The biggest dangers are being unwilling to find a way to adapt, mediocrity by settling for the status quo, and fear, he said at his general audience in St. Peter’s Square June 13.
“It is necessary to ask the heavenly father for the gift of healthy restlessness for today’s young people, the ability to not settle for a life without beauty, without color. If young people are not hungry for an authentic life, where will humanity end up?” he said.
As the pope spoke to the crowd of 15,000 people, he was flanked on either side by 10 children wearing bright yellow baseball caps. He had invited them to temporarily leave behind their parish group pilgrimage in the square and follow him to the platform in front of the basilica to be part of his VIP entourage for the morning.

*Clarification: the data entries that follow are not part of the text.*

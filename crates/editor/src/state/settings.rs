//! Application settings

use std::path::{Path, PathBuf};

use serde::{Deserialize, Serialize};

/// Round `value` to the nearest multiple of `step` when snapping is on
pub fn snap(value: f64, step: f64, enabled: bool) -> f64 {
    if enabled && step > 0.0 {
        (value / step).round() * step
    } else {
        value
    }
}

/// Grid snapping for creation, sketching and gizmo translation
#[derive(Debug, Clone, PartialEq, Serialize, Deserialize)]
pub struct SnapSettings {
    /// Enable snapping
    pub enabled: bool,
    /// Grid step in world units
    pub step: f64,
}

impl Default for SnapSettings {
    fn default() -> Self {
        Self {
            enabled: true,
            step: 0.5,
        }
    }
}

impl SnapSettings {
    pub fn apply(&self, value: f64) -> f64 {
        snap(value, self.step, self.enabled)
    }

    pub fn apply2(&self, p: [f64; 2]) -> [f64; 2] {
        [self.apply(p[0]), self.apply(p[1])]
    }

    pub fn apply3(&self, p: [f64; 3]) -> [f64; 3] {
        [self.apply(p[0]), self.apply(p[1]), self.apply(p[2])]
    }
}

/// Picking tolerances
#[derive(Debug, Clone, PartialEq, Serialize, Deserialize)]
pub struct PickSettings {
    /// Maximum ray distance to an edge for it to count as hit
    pub edge_threshold: f32,
}

impl Default for PickSettings {
    fn default() -> Self {
        Self {
            edge_threshold: 0.05,
        }
    }
}

/// All application settings
#[derive(Debug, Clone, PartialEq, Default, Serialize, Deserialize)]
pub struct AppSettings {
    #[serde(default)]
    pub snap: SnapSettings,
    #[serde(default)]
    pub pick: PickSettings,
}

impl AppSettings {
    fn config_path() -> Option<PathBuf> {
        directories::ProjectDirs::from("com", "blockcad", "blockcad")
            .map(|dirs| dirs.config_dir().join("settings.json"))
    }

    /// Load settings from the config dir, or return default if not found
    pub fn load() -> Self {
        Self::config_path()
            .map(|path| Self::load_from(&path))
            .unwrap_or_default()
    }

    /// Load settings from `path`; missing or unparsable files give defaults
    pub fn load_from(path: &Path) -> Self {
        match std::fs::read_to_string(path) {
            Ok(json) => serde_json::from_str(&json).unwrap_or_else(|e| {
                tracing::warn!("Ignoring unparsable settings {}: {e}", path.display());
                Self::default()
            }),
            Err(_) => Self::default(),
        }
    }

    /// Save settings to the config dir
    pub fn save(&self) {
        if let Some(path) = Self::config_path() {
            if let Err(e) = self.save_to(&path) {
                tracing::warn!("Failed to save settings to {}: {e}", path.display());
            }
        }
    }

    pub fn save_to(&self, path: &Path) -> std::io::Result<()> {
        if let Some(dir) = path.parent() {
            std::fs::create_dir_all(dir)?;
        }
        let json = serde_json::to_string_pretty(self).map_err(std::io::Error::other)?;
        std::fs::write(path, json)
    }
}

The pope said he was beginning a new series of audience talks on the Ten Commandments and how Jesus leads people from the law to its fulfillment.

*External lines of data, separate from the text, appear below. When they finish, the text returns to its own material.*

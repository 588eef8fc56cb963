//! Integration tests for the EditorCommand JSON protocol.
//!
//! Tests the full command pipeline: JSON string -> parse -> execute -> response.

use blockcad_lib::command::{execute_json, execute_json_batch};
use blockcad_lib::harness::TestHarness;

#[test]
fn test_command_create_and_inspect() {
    let mut h = TestHarness::new();
    let batch = r#"[
        {"command": "set_tool", "tool": "create_box"},
        {"command": "click", "ray": {"x": 0, "z": 0}},
        {"command": "set_tool", "tool": "create_cylinder"},
        {"command": "click", "ray": {"x": 3, "z": 0}},
        {"command": "inspect"}
    ]"#;
    let responses = execute_json_batch(&mut h.session, batch).unwrap();
    assert!(responses.iter().all(|r| r.success));
    let data = responses[4].data.as_ref().unwrap();
    assert_eq!(data["entity_count"], 2);
    assert_eq!(data["entities"][1]["kind"], "cylinder");
    assert_eq!(data["entities"][1]["pose"]["position"][0], 3.0);
    assert_eq!(data["tool"], "create_cylinder");
}

#[test]
fn test_command_face_pick_reports_descriptor() {
    let mut h = TestHarness::new();
    h.add_box_at(0.0, 0.0);
    let batch = r#"[
        {"command": "set_granularity", "granularity": "face"},
        {"command": "click", "ray": {"x": 0.2, "z": 0.1}}
    ]"#;
    let responses = execute_json_batch(&mut h.session, batch).unwrap();
    let hit = &responses[1].data.as_ref().unwrap()["up"]["hit"];
    assert_eq!(hit["type"], "face");
    assert!((hit["area"].as_f64().unwrap() - 0.5).abs() < 1e-5);
    assert!((hit["normal"][1].as_f64().unwrap() - 1.0).abs() < 1e-5);
    assert!((hit["centroid"][1].as_f64().unwrap() - 1.0).abs() < 1e-5);
}

#[test]
fn test_command_edge_pick() {
    let mut h = TestHarness::new();
    h.add_box_at(0.0, 0.0);
    let batch = r#"[
        {"command": "set_granularity", "granularity": "edge"},
        {"command": "click", "ray": {"x": 0.5, "z": 0.0}}
    ]"#;
    let responses = execute_json_batch(&mut h.session, batch).unwrap();
    let hit = &responses[1].data.as_ref().unwrap()["up"]["hit"];
    assert_eq!(hit["type"], "edge");
    assert!((hit["length"].as_f64().unwrap() - 1.0).abs() < 1e-5);
    assert!((hit["midpoint"][0].as_f64().unwrap() - 0.5).abs() < 1e-5);
    assert!((hit["midpoint"][2].as_f64().unwrap()).abs() < 1e-5);
    assert!((hit["direction"][2].as_f64().unwrap().abs() - 1.0).abs() < 1e-5);
}

#[test]
fn test_command_sketch_and_extrude() {
    let mut h = TestHarness::new();
    let batch = r#"[
        {"command": "set_tool", "tool": "sketch_circle"},
        {"command": "pointer_down", "ray": {"x": 1, "z": 1}},
        {"command": "pointer_move", "ray": {"x": 2, "z": 1}},
        {"command": "pointer_move", "ray": {"x": 3, "z": 1}},
        {"command": "pointer_up", "ray": {"x": 3, "z": 1}},
        {"command": "extrude"},
        {"command": "inspect"}
    ]"#;
    let responses = execute_json_batch(&mut h.session, batch).unwrap();
    assert!(responses.iter().all(|r| r.success), "{responses:?}");
    let data = responses[6].data.as_ref().unwrap();
    assert_eq!(data["entity_count"], 1);
    let solid = &data["entities"][0]["solid"];
    assert_eq!(solid["kind"], "extrude");
    assert_eq!(solid["params"]["shape"]["type"], "circle");
    assert_eq!(solid["params"]["shape"]["radius"], 2.0);
    assert_eq!(solid["params"]["extrudeOptions"]["depth"], 1.0);
    assert_eq!(data["sketch"]["previews"], 1);
}

#[test]
fn test_command_set_transform_and_undo() {
    let mut h = TestHarness::new();
    let id = h.add_box_at(0.0, 0.0);
    let set = format!(r#"{{"command": "set_transform", "id": "{id}", "position": [2.0, null, -1.0]}}"#);
    let resp = execute_json(&mut h.session, &set).unwrap();
    assert!(resp.success);
    assert_eq!(h.position_of(&id), Some([2.0, 0.5, -1.0]));

    let resp = execute_json(&mut h.session, r#"{"command": "undo"}"#).unwrap();
    assert_eq!(resp.data.unwrap()["undone"], true);
    assert_eq!(h.position_of(&id), Some([0.0, 0.5, 0.0]));

    let resp = execute_json(&mut h.session, r#"{"command": "redo"}"#).unwrap();
    assert_eq!(resp.data.unwrap()["redone"], true);
    assert_eq!(h.position_of(&id), Some([2.0, 0.5, -1.0]));
}

#[test]
fn test_command_set_transform_defaults_to_selection() {
    let mut h = TestHarness::new();
    let id = h.add_box_at(0.0, 0.0);
    let resp = execute_json(
        &mut h.session,
        r#"{"command": "set_transform", "scale": [2, 2, 2]}"#,
    )
    .unwrap();
    assert!(!resp.success);

    execute_json(&mut h.session, &format!(r#"{{"command": "select", "id": "{id}"}}"#)).unwrap();
    let resp = execute_json(
        &mut h.session,
        r#"{"command": "set_transform", "scale": [2, 2, 2]}"#,
    )
    .unwrap();
    assert!(resp.success);
    assert_eq!(h.pose_of(&id).unwrap().scale, [2.0, 2.0, 2.0]);
}

#[test]
fn test_command_set_visible_hides_from_picking() {
    let mut h = TestHarness::new();
    let id = h.add_box_at(0.0, 0.0);
    execute_json(&mut h.session, r#"{"command": "set_tool", "tool": "translate"}"#).unwrap();
    execute_json(&mut h.session, &format!(r#"{{"command": "select", "id": "{id}"}}"#)).unwrap();
    assert!(h.session.gizmo.is_attached());

    let hide = format!(r#"{{"command": "set_visible", "id": "{id}", "visible": false}}"#);
    let resp = execute_json(&mut h.session, &hide).unwrap();
    assert!(resp.success);
    assert!(h.selected().is_none());
    assert!(!h.session.gizmo.is_attached());

    let resp = execute_json(&mut h.session, r#"{"command": "click", "ray": {"x": 0, "z": 0}}"#).unwrap();
    assert_eq!(resp.data.unwrap()["up"]["outcome"], "missed");

    let show = format!(r#"{{"command": "set_visible", "id": "{id}", "visible": true}}"#);
    assert!(execute_json(&mut h.session, &show).unwrap().success);
    let resp = execute_json(&mut h.session, r#"{"command": "inspect"}"#).unwrap();
    assert_eq!(resp.data.unwrap()["entities"][0]["visible"], true);

    let resp = execute_json(
        &mut h.session,
        r#"{"command": "set_visible", "id": "ghost", "visible": false}"#,
    )
    .unwrap();
    assert!(!resp.success);
}

#[test]
fn test_command_delete_selected() {
    let mut h = TestHarness::new();
    let id = h.add_box_at(0.0, 0.0);
    execute_json(&mut h.session, r#"{"command": "set_tool", "tool": "translate"}"#).unwrap();
    execute_json(&mut h.session, &format!(r#"{{"command": "select", "id": "{id}"}}"#)).unwrap();
    assert!(h.session.gizmo.is_attached());

    let resp = execute_json(&mut h.session, r#"{"command": "delete_selected"}"#).unwrap();
    assert_eq!(resp.data.unwrap()["removed"], id.as_str());
    assert_eq!(h.entity_count(), 0);
    assert!(h.session.selection.highlight().is_none());
    assert!(!h.session.gizmo.is_attached());

    let resp = execute_json(&mut h.session, r#"{"command": "delete_selected"}"#).unwrap();
    assert!(resp.data.unwrap()["removed"].is_null());
}

#[test]
fn test_command_gizmo_drag_session() {
    let mut h = TestHarness::new();
    let id = h.add_box_at(0.0, 0.0);
    let batch = format!(
        r#"[
        {{"command": "set_tool", "tool": "translate"}},
        {{"command": "select", "id": "{id}"}},
        {{"command": "gizmo_drag_start"}},
        {{"command": "gizmo_change", "pose": {{"position": [0.4, 0.5, 0.0]}}}},
        {{"command": "gizmo_change", "pose": {{"position": [1.2, 0.5, 0.7]}}}},
        {{"command": "gizmo_drag_end"}}
    ]"#
    );
    let responses = execute_json_batch(&mut h.session, &batch).unwrap();
    assert!(responses.iter().all(|r| r.success), "{responses:?}");
    assert_eq!(h.position_of(&id), Some([1.0, 0.5, 0.5]));

    assert!(h.undo());
    assert!(h.undo());
    assert_eq!(h.position_of(&id), Some([0.0, 0.5, 0.0]));
}

#[test]
fn test_command_gizmo_drag_without_attachment_fails() {
    let mut h = TestHarness::new();
    let resp = execute_json(&mut h.session, r#"{"command": "gizmo_drag_start"}"#).unwrap();
    assert!(!resp.success);
    let resp = execute_json(
        &mut h.session,
        r#"{"command": "gizmo_change", "pose": {"position": [1, 0, 0]}}"#,
    )
    .unwrap();
    assert!(!resp.success);
}

#[test]
fn test_command_keyboard() {
    let mut h = TestHarness::new();
    let resp = execute_json(&mut h.session, r#"{"command": "key", "key": "g"}"#).unwrap();
    assert_eq!(resp.data.unwrap()["handled"], true);
    assert!(!h.session.settings.snap.enabled);

    let resp = execute_json(&mut h.session, r#"{"command": "key", "key": "z", "ctrl": true}"#).unwrap();
    assert_eq!(resp.data.unwrap()["handled"], false);
}

#[test]
fn test_command_export_import_roundtrip() {
    let mut h = TestHarness::new();
    h.add_box_at(1.0, 2.0);
    let resp = execute_json(&mut h.session, r#"{"command": "export_scene"}"#).unwrap();
    let text = resp.data.unwrap()["scene_json"].as_str().unwrap().to_string();

    let mut other = TestHarness::new();
    let document: serde_json::Value = serde_json::from_str(&text).unwrap();
    let cmd = serde_json::json!({"command": "import_scene", "document": document});
    let resp = execute_json(&mut other.session, &cmd.to_string()).unwrap();
    assert!(resp.success);
    assert_eq!(resp.data.unwrap()["entity_count"], 1);
    assert_eq!(other.export_scene_json(), text);
}

#[test]
fn test_command_import_rejects_bad_document() {
    let mut h = TestHarness::new();
    h.add_box_at(0.0, 0.0);
    let resp = execute_json(
        &mut h.session,
        r#"{"command": "import_scene", "document": {"items": [{"kind": "box", "params": {"w": 0, "h": 1, "d": 1}}]}}"#,
    )
    .unwrap();
    assert!(!resp.success);
    assert_eq!(h.entity_count(), 1);
}

#[test]
fn test_command_clear_and_tick() {
    let mut h = TestHarness::new();
    h.add_box_at(0.0, 0.0);
    let responses = execute_json_batch(
        &mut h.session,
        r#"[{"command": "clear"}, {"command": "tick"}, {"command": "inspect"}]"#,
    )
    .unwrap();
    assert_eq!(responses[2].data.as_ref().unwrap()["entity_count"], 0);
    assert_eq!(responses[2].data.as_ref().unwrap()["history"]["len"], 0);
}

#[test]
fn test_command_invalid_batch() {
    let mut h = TestHarness::new();
    assert!(execute_json_batch(&mut h.session, r#"{"command": "undo"}"#).is_err());
    assert!(execute_json(&mut h.session, r#"{"command": "pointer_down"}"#).is_err());
}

He asked people to reflect on the reading from the Gospel of Mark and Jesus’ response to a young, wealthy man who asked what was needed to inherit eternal life. This question reflects the burning human desire for a full and dignified life, the pope said, but the challenge is “how to get there? What path to take?”
Unfortunately, the pope said, some people believe this restlessness, this desire to live a better life is too dangerous and should be tamped down.
“I would like to say, especially to young people, our worst enemy is not concrete problems” no matter how serious or tragic they may be.
“The biggest danger in life is a bad spirit of adapting that is not meekness or humility, but is mediocrity, pusillanimity,” that is, cowardice or fear, and making the excuse for doing nothing by saying, “that’s just the way I am.”
“Where will humanity end up with young people who are tame (and) not restless?” he asked.
Referring to Blessed Pier Giorgio Frassati’s insistence that it is better to live fully than to just get by, the pope asked the crowd whether a kid who is “mediocre has a future or not.” The pope agreed with their answer, “No. He just sits there. He doesn’t grow” and mature.
Reaching maturity, he said, is coming to realize and accept one’s limits, and it is also seeing what is lacking in one’s life, just as Jesus said the rich young man: “You are lacking in one thing. Go, sell what you have, and give to the poor and you will have treasure in heaven; then come, follow me.”
This invitation to leave behind everything and follow the Lord, is “not a proposal of poverty, but of riches,” the real treasure of everlasting life, he said.
If told to choose between having “the original” or just a copy, who would choose just a copy, the pope asked.
“Here’s the challenge: to find the original, not the copy. Jesus doesn’t offer substitutes, but offers real life, real love, real wealth,” he said.
It is difficult to see why young people would choose then to follow those Christians who are not choosing “the original, if they see us putting up with half measures. It is terrible to encounter Christians (who only go) halfway, dwarf Christians who only grow a certain height and have a tiny, closed heart,” he said.
Young people need the example of Christians who invite them to grow, “to go beyond” and look for more.
“We have to start from reality,” with the way things are, “in order to take that leap into what is lacking. We have to scrutinize the ordinary in order to open ourselves up to the extraordinary.”